17.10    Waiver. The waiver by either party of any breach of any provision of this Agreement does not waive any other breach. The failure of any party to insist on strict performance of any covenant or obligation in accordance with this Agreement will not be a waiver of such party’s right to demand strict compliance in the future, nor will the same be construed as a novation of this Agreement.

17.11    Protected Activity Not Prohibited. Nothing in this Agreement shall in any way prohibit Alara from engaging in filing a charge, complaint, or report with, or otherwise communicating, cooperating, or participating in any investigation or proceeding that may be conducted by any federal, state or local government agency or commission or otherwise disclosing information about unlawful conduct to relevant authorities to the extent required by or protected by law.

17.12    Export Control Laws.

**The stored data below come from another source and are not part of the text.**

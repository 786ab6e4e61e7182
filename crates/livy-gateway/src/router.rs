use axum::Router;
use axum::routing::{get, put};
use tower_http::cors::CorsLayer;
use tower_http::trace::TraceLayer;

use crate::handlers;
use crate::state::SharedState;

/// Route table, also logged at startup.
pub const ROUTES: &[(&str, &str)] = &[
    ("GET", "/health"),
    ("GET", "/api/configuration"),
    ("GET", "/api/configuration/{configname}"),
    ("POST", "/api/configuration/create"),
    ("PUT", "/api/configuration/update/{id}"),
];

pub fn build_router(state: SharedState) -> Router {
    Router::new()
        .route("/health", get(handlers::health))
        .route("/api/configuration", get(handlers::list_configurations))
        .route(
            "/api/configuration/{configname}",
            get(handlers::get_configuration),
        )
        .route(
            "/api/configuration/create",
            get(handlers::get_named_create).post(handlers::create_configuration),
        )
        .route(
            "/api/configuration/update/{id}",
            put(handlers::update_configuration),
        )
        .layer(TraceLayer::new_for_http())
        .layer(CorsLayer::permissive())
        .with_state(state)
}
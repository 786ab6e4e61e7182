use std::net::TcpListener;
use std::sync::Arc;
use std::time::Duration;

use livy_config::ApiConfig;
use livy_db::{Migrator, SqlRepository, SqliteStore};
use livy_gateway::{ConfigurationService, GatewayServer};
use serde_json::{Value, json};

/// Pick a random available port.
fn random_port() -> u16 {
    let listener = TcpListener::bind("127.0.0.1:0").expect("bind to random port");
    listener.local_addr().unwrap().port()
}

/// Migrate a fresh in-memory store, start the gateway in the background and
/// return its base URL.
async fn start_test_gateway() -> String {
    let port = random_port();
    let api = ApiConfig {
        host: "127.0.0.1".to_string(),
        port,
        request_timeout_ms: 5_000,
    };

    let repo = Arc::new(SqlRepository::new(Arc::new(SqliteStore::in_memory().unwrap())));
    Migrator::new(repo.clone()).run().await.unwrap();
    let service = ConfigurationService::new(repo, api.request_timeout());

    tokio::spawn(async move {
        let server = GatewayServer::new(api, service);
        let _ = server.run_until(std::future::pending()).await;
    });

    // Wait for the server to be ready
    for _ in 0..50 {
        if TcpListener::bind(format!("127.0.0.1:{port}")).is_err() {
            break; // port is in use = server is up
        }
        tokio::time::sleep(Duration::from_millis(50)).await;
    }

    format!("http://127.0.0.1:{port}")
}

async fn create(client: &reqwest::Client, base: &str, name: &str, value: &str) -> Value {
    let resp = client
        .post(format!("{base}/api/configuration/create"))
        .json(&json!({ "name": name, "value": value }))
        .send()
        .await
        .expect("create request failed");
    assert_eq!(resp.status(), 200);
    resp.json().await.unwrap()
}

#[tokio::test]
async fn health_endpoint_returns_ok() {
    let base = start_test_gateway().await;
    let resp = reqwest::get(format!("{base}/health"))
        .await
        .expect("health request failed");
    assert_eq!(resp.text().await.unwrap(), "ok");
}

#[tokio::test]
async fn insert_then_fetch_by_name() {
    let base = start_test_gateway().await;
    let client = reqwest::Client::new();

    let created = create(&client, &base, "x", "1").await;
    let id = created["data"]["id"].as_str().unwrap().to_string();
    assert!(!id.is_empty());

    let body: Value = client
        .get(format!("{base}/api/configuration/x"))
        .send()
        .await
        .unwrap()
        .json()
        .await
        .unwrap();
    assert_eq!(body["status"], 200);
    assert_eq!(body["data"]["id"], id);
    assert_eq!(body["data"]["value"], "1");
}

#[tokio::test]
async fn update_by_id_moves_the_name() {
    let base = start_test_gateway().await;
    let client = reqwest::Client::new();

    let created = create(&client, &base, "x", "1").await;
    let id = created["data"]["id"].as_str().unwrap().to_string();

    let resp = client
        .put(format!("{base}/api/configuration/update/{id}"))
        .json(&json!({ "name": "y", "value": "2" }))
        .send()
        .await
        .unwrap();
    assert_eq!(resp.status(), 200);
    let body: Value = resp.json().await.unwrap();
    assert_eq!(body["message"], "Configuration Updated Successfully");
    assert_eq!(body["data"]["updated"], 1);

    let renamed: Value = client
        .get(format!("{base}/api/configuration/y"))
        .send()
        .await
        .unwrap()
        .json()
        .await
        .unwrap();
    assert_eq!(renamed["data"]["value"], "2");
    assert_eq!(renamed["data"]["id"], id);

    let old: Value = client
        .get(format!("{base}/api/configuration/x"))
        .send()
        .await
        .unwrap()
        .json()
        .await
        .unwrap();
    assert_eq!(old["data"]["id"], "");
}

#[tokio::test]
async fn list_returns_both_entries() {
    let base = start_test_gateway().await;
    let client = reqwest::Client::new();

    let a = create(&client, &base, "alpha", "1").await;
    let b = create(&client, &base, "beta", "2").await;

    let body: Value = client
        .get(format!("{base}/api/configuration"))
        .send()
        .await
        .unwrap()
        .json()
        .await
        .unwrap();
    let entries = body["data"].as_array().unwrap();
    assert_eq!(entries.len(), 2);
    let ids: Vec<&Value> = entries.iter().map(|e| &e["id"]).collect();
    assert!(ids.contains(&&a["data"]["id"]));
    assert!(ids.contains(&&b["data"]["id"]));
}

#[tokio::test]
async fn invalid_json_is_a_client_error() {
    let base = start_test_gateway().await;
    let client = reqwest::Client::new();

    let resp = client
        .post(format!("{base}/api/configuration/create"))
        .body("{\"name\": 1}")
        .send()
        .await
        .unwrap();
    assert_eq!(resp.status(), 400);
    let body: Value = resp.json().await.unwrap();
    assert_eq!(body["status"], 400);
    assert!(body["data"].is_null());

    // The server keeps serving after a rejected request.
    let resp = reqwest::get(format!("{base}/api/configuration")).await.unwrap();
    assert_eq!(resp.status(), 200);
}

#[tokio::test]
async fn cors_preflight_is_allowed() {
    let base = start_test_gateway().await;
    let client = reqwest::Client::new();

    let resp = client
        .request(reqwest::Method::OPTIONS, format!("{base}/api/configuration"))
        .header("Origin", "http://example.com")
        .header("Access-Control-Request-Method", "GET")
        .send()
        .await
        .unwrap();
    assert!(resp.status().is_success());
    assert!(resp.headers().contains_key("access-control-allow-origin"));
}
use livy_common::{Error, Result};
use serde::Deserialize;

pub const MAX_NAME_LEN: usize = 255;

/// Body of the create and update endpoints. Both fields are required strings.
#[derive(Debug, Clone, PartialEq, Eq, Deserialize)]
pub struct ConfigurationPayload {
    pub name: String,
    pub value: String,
}

impl ConfigurationPayload {
    /// Strip control characters and check the name.
    pub fn validated(self) -> Result<Self> {
        let name = sanitize(&self.name);
        let value = sanitize(&self.value);
        if name.trim().is_empty() {
            return Err(Error::Validation("name cannot be empty".into()));
        }
        if name.chars().count() > MAX_NAME_LEN {
            return Err(Error::Validation(format!(
                "name longer than {MAX_NAME_LEN} characters"
            )));
        }
        Ok(Self { name, value })
    }
}

/// Remove control characters, keeping newlines and tabs.
pub fn sanitize(input: &str) -> String {
    input
        .chars()
        .filter(|c| !c.is_control() || *c == '\n' || *c == '\t')
        .collect()
}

Each party shall comply with all United States and applicable foreign export control laws or regulations applicable to its performance under this Agreement. You may not remove or export from the United States or allow the export or re-export of the Alara Offerings or anything related thereto, or any direct product thereof in violation of any restrictions, laws or regulations of the United States Department of Commerce, the United States Department of Treasury Office of Foreign Assets Control, or any other United States or foreign agency or authority.

17.13    No Government Rights. As defined in FAR section 2.101, the Alara Offerings and Documentation are “commercial items” and according to DFAR section 252.227‑7014(a)(1) and (5) are deemed to be “commercial computer software” and “commercial computer software documentation.” Consistent with DFAR section 227.7202 and FAR section 12.212, any use modification, reproduction, release, performance, display, or disclosure of such commercial software or commercial software documentation by the U.S. Government will be governed solely by the terms of this Agreement and will be prohibited except to the extent expressly permitted herein.

17.14    Severability. If any part of this Agreement is found to be illegal, unenforceable, or invalid, the remaining portions of this Agreement will remain in full force and effect. If the Alara Offerings under this Agreement are found to be illegal, unenforceable, or invalid, your right to use the Alara Offerings will immediately terminate.

17.15    Interpretation. The terms “e.g.,” “such as,” “include,” “includes,” and “including” are not limiting and are deemed to be followed by the words “without limitation.” The terms “herein,” “hereto,” “hereunder” and terms of similar import refer to this Agreement in its entirety and not to any particular provision of this Agreement. Except where the context otherwise requires, wherever used, the word “or” is used in the inclusive sense. URLs are understood to also refer to successor URLs, URLs for localized content, and information or resources linked from within the websites at the specified URLs.

17.16    Entire Agreement. This Agreement, including any Order Form(s) executed by the parties from time to time, are the final and complete expression of the agreement between these parties regarding the licensing of the Alara Offerings. This Agreement supersedes and governs all previous oral and written communications regarding these matters, all of which are merged into this Agreement. No employee, agent, or other representative of Alara has any authority to bind Alara with respect to any statement, representation, warranty, or other expression unless the same is specifically set forth in this Agreement. No usage of trade or other regular practice or method of dealing between the parties will be used to modify, interpret, supplement, or alter the terms of this Agreement. This Agreement may be changed only by a written agreement signed by an authorized agent of the party against whom enforcement is sought. Alara will not be bound by, and specifically objects to, any term, condition, or other provision that is different from or in addition to this Agreement (whether or not it would materially alter this Agreement) that is proffered by you in any receipt, acceptance, confirmation, correspondence, or otherwise, unless Alara specifically agrees to such provision in a writing signed by an authorized agent of Alara.